About this exercise =>
After reading the listing below, copy it out exactly.

Given data =>
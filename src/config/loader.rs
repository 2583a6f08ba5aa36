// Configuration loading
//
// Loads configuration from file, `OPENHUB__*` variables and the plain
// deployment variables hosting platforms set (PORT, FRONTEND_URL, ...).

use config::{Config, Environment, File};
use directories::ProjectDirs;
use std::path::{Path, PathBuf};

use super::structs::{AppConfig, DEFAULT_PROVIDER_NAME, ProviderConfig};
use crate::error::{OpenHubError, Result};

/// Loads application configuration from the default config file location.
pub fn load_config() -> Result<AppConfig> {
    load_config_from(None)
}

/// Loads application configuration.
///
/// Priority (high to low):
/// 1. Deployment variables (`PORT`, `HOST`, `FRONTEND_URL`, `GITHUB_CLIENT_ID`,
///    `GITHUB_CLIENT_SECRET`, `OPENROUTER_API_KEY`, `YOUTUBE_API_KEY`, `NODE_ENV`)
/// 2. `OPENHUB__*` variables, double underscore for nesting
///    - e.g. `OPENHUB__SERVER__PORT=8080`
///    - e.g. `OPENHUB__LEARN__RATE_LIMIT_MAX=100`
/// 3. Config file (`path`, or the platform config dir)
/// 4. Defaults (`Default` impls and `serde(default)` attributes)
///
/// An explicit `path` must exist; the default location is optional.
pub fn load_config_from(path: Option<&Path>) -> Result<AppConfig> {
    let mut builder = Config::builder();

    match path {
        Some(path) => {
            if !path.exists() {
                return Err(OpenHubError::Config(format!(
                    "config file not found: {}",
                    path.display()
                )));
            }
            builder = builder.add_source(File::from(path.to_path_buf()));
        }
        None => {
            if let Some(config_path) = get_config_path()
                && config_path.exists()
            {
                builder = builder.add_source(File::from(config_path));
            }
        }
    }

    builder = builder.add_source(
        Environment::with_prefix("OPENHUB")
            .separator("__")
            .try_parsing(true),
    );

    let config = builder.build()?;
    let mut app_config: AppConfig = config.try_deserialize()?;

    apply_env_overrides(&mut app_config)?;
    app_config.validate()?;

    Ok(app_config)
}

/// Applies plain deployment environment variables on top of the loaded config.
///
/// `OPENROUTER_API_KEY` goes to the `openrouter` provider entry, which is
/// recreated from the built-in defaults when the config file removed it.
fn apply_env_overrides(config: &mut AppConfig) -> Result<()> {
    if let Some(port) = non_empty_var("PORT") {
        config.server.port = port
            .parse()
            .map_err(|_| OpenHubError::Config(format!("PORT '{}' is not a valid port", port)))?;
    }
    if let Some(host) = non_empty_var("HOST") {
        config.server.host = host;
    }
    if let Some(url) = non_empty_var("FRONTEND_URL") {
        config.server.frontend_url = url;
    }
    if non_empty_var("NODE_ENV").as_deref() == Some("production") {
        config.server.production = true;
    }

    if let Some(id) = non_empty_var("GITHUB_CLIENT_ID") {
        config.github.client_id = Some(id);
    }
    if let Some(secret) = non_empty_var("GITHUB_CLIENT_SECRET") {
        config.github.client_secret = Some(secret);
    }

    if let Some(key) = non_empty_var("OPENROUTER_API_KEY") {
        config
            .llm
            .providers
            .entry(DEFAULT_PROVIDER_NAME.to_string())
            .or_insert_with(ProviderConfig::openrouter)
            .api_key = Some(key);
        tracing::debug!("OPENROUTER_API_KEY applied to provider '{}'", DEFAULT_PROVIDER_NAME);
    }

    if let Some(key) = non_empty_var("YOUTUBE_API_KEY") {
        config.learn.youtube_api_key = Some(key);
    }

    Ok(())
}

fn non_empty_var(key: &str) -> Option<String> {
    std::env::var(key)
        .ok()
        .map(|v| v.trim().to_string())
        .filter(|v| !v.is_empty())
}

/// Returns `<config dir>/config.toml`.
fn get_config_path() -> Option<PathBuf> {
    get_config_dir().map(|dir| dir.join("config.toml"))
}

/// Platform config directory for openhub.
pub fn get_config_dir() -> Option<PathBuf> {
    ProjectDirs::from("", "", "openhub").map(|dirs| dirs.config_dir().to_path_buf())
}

Response to the task =>
filename src/config/loader.rs
repository 2583a6f08ba5aa36
// Configuration loading
//
// Loads configuration from file, `OPENHUB__*` variables and the plain
// deployment variables hosting platforms set (PORT, FRONTEND_URL, ...).

use config::{Config, Environment, File};
use directories::ProjectDirs;
use std::path::{Path, PathBuf};

use super::structs::{AppConfig, DEFAULT_PROVIDER_NAME, ProviderConfig};
use crate::error::{OpenHubError, Result};

/// Loads application configuration from the default config file location.
pub fn load_config() -> Result<AppConfig> {
    load_config_from(None)
}

/// Loads application configuration.
///
/// Priority (high to low):
/// 1. Deployment variables (`PORT`, `HOST`, `FRONTEND_URL`, `GITHUB_CLIENT_ID`,
///    `GITHUB_CLIENT_SECRET`, `OPENROUTER_API_KEY`, `YOUTUBE_API_KEY`, `NODE_ENV`)
/// 2. `OPENHUB__*` variables, double underscore for nesting
///    - e.g. `OPENHUB__SERVER__PORT=8080`
///    - e.g. `OPENHUB__LEARN__RATE_LIMIT_MAX=100`
/// 3. Config file (`path`, or the platform config dir)
/// 4. Defaults (`Default` impls and `serde(default)` attributes)
///
/// An explicit `path` must exist; the default location is optional.
pub fn load_config_from(path: Option<&Path>) -> Result<AppConfig> {
    let mut builder = Config::builder();

    match path {
        Some(path) => {
            if !path.exists() {
                return Err(OpenHubError::Config(format!(
                    "config file not found: {}",
                    path.display()
                )));
            }
            builder = builder.add_source(File::from(path.to_path_buf()));
        }
        None => {
            if let Some(config_path) = get_config_path()
                && config_path.exists()
            {
                builder = builder.add_source(File::from(config_path));
            }
        }
    }

    builder = builder.add_source(
        Environment::with_prefix("OPENHUB")
            .separator("__")
            .try_parsing(true),
    );

    let config = builder.build()?;
    let mut app_config: AppConfig = config.try_deserialize()?;

    apply_env_overrides(&mut app_config)?;
    app_config.validate()?;

    Ok(app_config)
}

/// Applies plain deployment environment variables on top of the loaded config.
///
/// `OPENROUTER_API_KEY` goes to the `openrouter` provider entry, which is
/// recreated from the built-in defaults when the config file removed it.
fn apply_env_overrides(config: &mut AppConfig) -> Result<()> {
    if let Some(port) = non_empty_var("PORT") {
        config.server.port = port
            .parse()
            .map_err(|_| OpenHubError::Config(format!("PORT '{}' is not a valid port", port)))?;
    }
    if let Some(host) = non_empty_var("HOST") {
        config.server.host = host;
    }
    if let Some(url) = non_empty_var("FRONTEND_URL") {
        config.server.frontend_url = url;
    }
    if non_empty_var("NODE_ENV").as_deref() == Some("production") {
        config.server.production = true;
    }

    if let Some(id) = non_empty_var("GITHUB_CLIENT_ID") {
        config.github.client_id = Some(id);
    }
    if let Some(secret) = non_empty_var("GITHUB_CLIENT_SECRET") {
        config.github.client_secret = Some(secret);
    }

    if let Some(key) = non_empty_var("OPENROUTER_API_KEY") {
        config
            .llm
            .providers
            .entry(DEFAULT_PROVIDER_NAME.to_string())
            .or_insert_with(ProviderConfig::openrouter)
            .api_key = Some(key);
        tracing::debug!("OPENROUTER_API_KEY applied to provider '{}'", DEFAULT_PROVIDER_NAME);
    }

    if let Some(key) = non_empty_var("YOUTUBE_API_KEY") {
        config.learn.youtube_api_key = Some(key);
    }

    Ok(())
}

fn non_empty_var(key: &str) -> Option<String> {
    std::env::var(key)
        .ok()
        .map(|v| v.trim().to_string())
        .filter(|v| !v.is_empty())
}

/// Returns `<config dir>/config.toml`.
fn get_config_path() -> Option<PathBuf> {
    get_config_dir().map(|dir| dir.join("config.toml"))
}

/// Platform config directory for openhub.
pub fn get_config_dir() -> Option<PathBuf> {
    ProjectDirs::from("", "", "openhub").map(|dirs| dirs.config_dir().to_path_buf())
}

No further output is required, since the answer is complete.